MDs to prescribe, dispense controversial abortion pill
Some patients may be at mercy of RU-486 supply, ethical objections of doctors
Controversial abortion drug RU-486 might be coming to Canada, but whether you get your hands on it will be left up to a doctor.
Under Health Canada provisions for the “safe and effective use” of the drug, approved in the country Wednesday, physicians will be left to both prescribe and dispense the product, under the name Mifegymiso.
It’s an arrangement already in place for some medications, but in this case, patients might be at the mercy of local demand and a doctor’s comfort or ethical beliefs.
“I don’t think this is a medication that every doctor will prescribe,” Ashley Waddington, a professor at Queen’s University who specializes in contraception, told the Star.
“I don’t expect people who don’t already provide medical termination of pregnancy to start prescribing it.”
Aside from the ethical objections some may have about the morality of terminating a pregnancy, some doctors, Waddington said, might not prescribe and dispense the drug because they experience little demand for it at their clinic.
Others, she said, might avoid doling it out because of sometimes deadly attacks that have befallen doctors providing abortion procedures or medications to patients.
In the last few decades, there have been dozens of reported death threats, attempted and successful murders, assaults, kidnappings and incidents of vandalism targeting abortion providers in North America.
To ensure no one seeking the drug is outright denied because they can’t find a doctor, Mike Toth, Ontario Medical Association president, said the College of Physicians and Surgeons of Ontario will expect even those doctors opposed to the drug to make an “effective referral” to anoth- er agency or physician willing to provide the service “if clinically appropriate.”

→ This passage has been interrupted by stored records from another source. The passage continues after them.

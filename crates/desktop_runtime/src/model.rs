use std::fmt;

use serde::{Deserialize, Serialize};

use crate::pointer::DragController;

/// Height reserved for the taskbar at the bottom of the viewport.
pub const TASKBAR_HEIGHT_PX: i32 = 48;

/// Geometry assigned to a content window the first time it opens.
pub const DEFAULT_WINDOW_RECT: WindowRect = WindowRect {
    x: 80,
    y: 60,
    w: 480,
    h: 360,
};

#[derive(Debug, Clone, Copy, PartialEq, Eq, PartialOrd, Ord, Hash, Serialize)]
/// Stable catalog key for one portfolio folder.
pub struct FolderId(pub &'static str);

impl FolderId {
    /// The raw slug.
    pub fn as_str(self) -> &'static str {
        self.0
    }
}

impl fmt::Display for FolderId {
    fn fmt(&self, f: &mut fmt::Formatter<'_>) -> fmt::Result {
        f.write_str(self.0)
    }
}

#[derive(Debug, Clone, Copy, PartialEq, Eq, Serialize, Deserialize)]
/// A pointer sample or an entity origin in viewport coordinates.
pub struct PointerPosition {
    pub x: i32,
    pub y: i32,
}

#[derive(Debug, Clone, Copy, PartialEq, Eq, Serialize, Deserialize)]
/// Position and size of one managed window.
pub struct WindowRect {
    pub x: i32,
    pub y: i32,
    pub w: i32,
    pub h: i32,
}

impl WindowRect {
    /// Top-left corner as a pointer-space position.
    pub fn origin(self) -> PointerPosition {
        PointerPosition {
            x: self.x,
            y: self.y,
        }
    }

    pub fn clamped_min(self, min_w: i32, min_h: i32) -> Self {
        Self {
            w: self.w.max(min_w),
            h: self.h.max(min_h),
            ..self
        }
    }
}

/// Content carried by a catalog folder.
///
/// Exactly one variant is active, decided at catalog construction via
/// [`FolderContent::resolve`], which fixes the video > text > images
/// precedence so a window body is an exhaustive match rather than a chain of
/// presence checks.
#[derive(Debug, Clone, Copy, PartialEq, Eq)]
pub enum FolderContent {
    /// A single video reference.
    Video(&'static str),
    /// A plain text block.
    Text(&'static str),
    /// A manual slideshow over an ordered image list.
    Slideshow(&'static [&'static str]),
    /// Nothing to show; renders the empty placeholder panel.
    Empty,
}

impl FolderContent {
    /// Collapses optional source fields into one variant.
    ///
    /// Precedence is fixed: video wins over text, text over images. A record
    /// carrying several fields shows only the highest-precedence one.
    pub const fn resolve(
        video: Option<&'static str>,
        text: Option<&'static str>,
        images: &'static [&'static str],
    ) -> Self {
        if let Some(src) = video {
            Self::Video(src)
        } else if let Some(body) = text {
            Self::Text(body)
        } else if !images.is_empty() {
            Self::Slideshow(images)
        } else {
            Self::Empty
        }
    }

    /// Short badge label shown in the window titlebar.
    pub const fn kind_label(self) -> &'static str {
        match self {
            Self::Video(_) => "Video",
            Self::Text(_) => "Notes",
            Self::Slideshow(_) => "Slideshow",
            Self::Empty => "Empty",
        }
    }
}

/// One immutable catalog entry. Created once at startup, never mutated.
#[derive(Debug, Clone, Copy, PartialEq, Eq)]
pub struct FolderRecord {
    pub id: FolderId,
    pub title: &'static str,
    /// Placement hint from the catalog; the scatter layout supersedes it.
    pub placement: PointerPosition,
    /// Optional explicit desktop thumbnail.
    pub icon: Option<&'static str>,
    pub content: FolderContent,
}

impl FolderRecord {
    /// Thumbnail for the desktop icon: explicit icon, else the first slide.
    pub fn thumbnail(&self) -> Option<&'static str> {
        self.icon.or(match self.content {
            FolderContent::Slideshow(images) => images.first().copied(),
            _ => None,
        })
    }
}

#[derive(Debug, Clone, Copy, PartialEq, Eq, Default)]
/// Which top-level screen is mounted.
pub enum Screen {
    /// The landing search screen.
    #[default]
    Hero,
    /// The simulated desktop.
    Desktop,
}

#[derive(Debug, Clone, Copy, PartialEq, Eq, Default)]
/// Render policy for non-minimized content windows.
pub enum WindowVisibility {
    /// Only the window matching the active id renders (source behavior).
    #[default]
    ActiveOnly,
    /// Every non-minimized window renders, stacked in catalog order.
    AllOpen,
}

#[derive(Debug, Clone, Copy, PartialEq, Eq)]
/// Mutable per-icon desktop state, rebuilt from scratch on every scatter.
pub struct IconState {
    pub folder: FolderId,
    pub position: PointerPosition,
    /// Draw-order hint assigned at scatter time; selection never changes it.
    pub z_layer: u32,
    pub selected: bool,
}

#[derive(Debug, Clone, Copy, PartialEq, Eq)]
/// Geometry state for one open window. Survives minimize, dies on close.
pub struct WindowState {
    pub folder: FolderId,
    pub rect: WindowRect,
    pub maximized: bool,
    /// Geometry snapshot captured on maximize and consumed on restore.
    /// Populated exactly while `maximized` is true.
    pub restore_rect: Option<WindowRect>,
}

impl WindowState {
    pub fn new(folder: FolderId) -> Self {
        Self {
            folder,
            rect: DEFAULT_WINDOW_RECT,
            maximized: false,
            restore_rect: None,
        }
    }
}

#[derive(Debug, Clone, Copy, PartialEq, Eq)]
/// Music panel state; the panel owns the single logical audio channel.
pub struct MusicPanelState {
    /// Whether playback actually started. Only flips true once the play
    /// request settles successfully, so a blocked autoplay reads as paused.
    pub playing: bool,
    pub muted: bool,
    pub position: PointerPosition,
}

impl Default for MusicPanelState {
    fn default() -> Self {
        Self {
            playing: false,
            muted: false,
            position: PointerPosition { x: 100, y: 100 },
        }
    }
}

#[derive(Debug, Clone, PartialEq)]
/// The single source of truth for everything visible on the workspace.
pub struct WorkspaceState {
    pub screen: Screen,
    pub icons: Vec<IconState>,
    pub windows: Vec<WindowState>,
    /// The one focused window among non-minimized windows, if any.
    pub active_window: Option<FolderId>,
    /// Minimized ids with set semantics, enforced by the reducer.
    pub minimized: Vec<FolderId>,
    pub chat_open: bool,
    pub music_open: bool,
    pub music: MusicPanelState,
    pub visibility: WindowVisibility,
}

impl Default for WorkspaceState {
    fn default() -> Self {
        Self {
            screen: Screen::default(),
            icons: Vec::new(),
            windows: Vec::new(),
            active_window: None,
            minimized: Vec::new(),
            chat_open: false,
            // The music player greets visitors as soon as the desktop mounts.
            music_open: true,
            music: MusicPanelState::default(),
            visibility: WindowVisibility::default(),
        }
    }
}

impl WorkspaceState {
    pub fn window(&self, folder: FolderId) -> Option<&WindowState> {
        self.windows.iter().find(|w| w.folder == folder)
    }

    pub fn is_minimized(&self, folder: FolderId) -> bool {
        self.minimized.contains(&folder)
    }

    pub fn selected_icon(&self) -> Option<FolderId> {
        self.icons.iter().find(|i| i.selected).map(|i| i.folder)
    }

    /// Whether a window should render under the current visibility policy.
    pub fn is_window_visible(&self, folder: FolderId) -> bool {
        if self.window(folder).is_none() || self.is_minimized(folder) {
            return false;
        }
        match self.visibility {
            WindowVisibility::ActiveOnly => self.active_window == Some(folder),
            WindowVisibility::AllOpen => true,
        }
    }
}

#[derive(Debug, Clone, Copy, PartialEq, Eq)]
/// An in-flight desktop icon drag.
pub struct IconDragSession {
    pub folder: FolderId,
    pub controller: DragController,
    /// Icon position at pointer-down, for the click-vs-drag threshold.
    pub origin: PointerPosition,
    /// Set once the drag moves beyond the click threshold.
    pub displaced: bool,
}

#[derive(Debug, Clone, Copy, PartialEq, Eq)]
/// An in-flight window titlebar drag.
pub struct WindowDragSession {
    pub folder: FolderId,
    pub controller: DragController,
}

#[derive(Debug, Clone, Copy, PartialEq, Eq)]
/// An in-flight corner resize.
pub struct WindowResizeSession {
    pub folder: FolderId,
    pub pointer_start: PointerPosition,
    pub rect_start: WindowRect,
}

#[derive(Debug, Clone, Copy, PartialEq, Eq)]
/// An in-flight music panel drag.
pub struct PanelDragSession {
    pub controller: DragController,
}

#[derive(Debug, Clone, PartialEq, Eq, Default)]
/// Transient pointer interaction state. At most one session is live.
pub struct InteractionState {
    pub icon_drag: Option<IconDragSession>,
    pub window_drag: Option<WindowDragSession>,
    pub window_resize: Option<WindowResizeSession>,
    pub panel_drag: Option<PanelDragSession>,
    /// A displacing icon drag arms this so the click fired on release does
    /// not re-run selection.
    pub suppress_icon_click: Option<FolderId>,
}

Approval of the drug, Waddington said, would hopefully result in widespread uptake by clinics, making it harder for protesters to retaliate on a smaller pool that have typically supported abortion.
Plus, the drug “can be dispensed without the doctor’s office being identified as a place where abortions are conducted so it might be more discreet,” argued Dr. Shree Mulay, an associate dean at Memorial University of Newfoundland’s faculty of medicine.
Though partially meant to broaden availability of abortions for women and serve those in remote areas, Mulay said ensuring women have access to it is “of course” a concern.
She is not in favour of making it available over the counter as it is in some countries.
But, she said, with good education and information provided to patients, she believes pharmacists could be left to fill doctors’ prescrip- tions for the drug.
However, Health Canada has eschewed that model.
Instead it’s making doctors responsible for much of the drug’s administration and requiring its manufacturer, Linepharma International Ltd., to focus on the “development of an education and registration program for prescribers and a post observational safety study.”
Also part of Health Canada’s stipulations are the creation of a 24-hour patient support line and a requirement for physicians to provide medication information to patients and have them sign consent forms to receive the drug. When Health Canada announced the drug’s approval and the criteria surrounding its regulation Wednesday, it was met with criticism from pro-life advocates, but acceptance from those supporting a woman’s right to terminate a pregnancy.
It took the government more than two years to make their regulatory decision in favour of the drug. It’s a move that comes years after the World Health Organization placed the product on its Model List of Essential Medicines.
“There was some foot dragging by Health Canada, I think,” Waddington said.
“This is long overdue and something to be celebrated, but this should have happened 10 years ago because it has been available in other countries for 25 years.”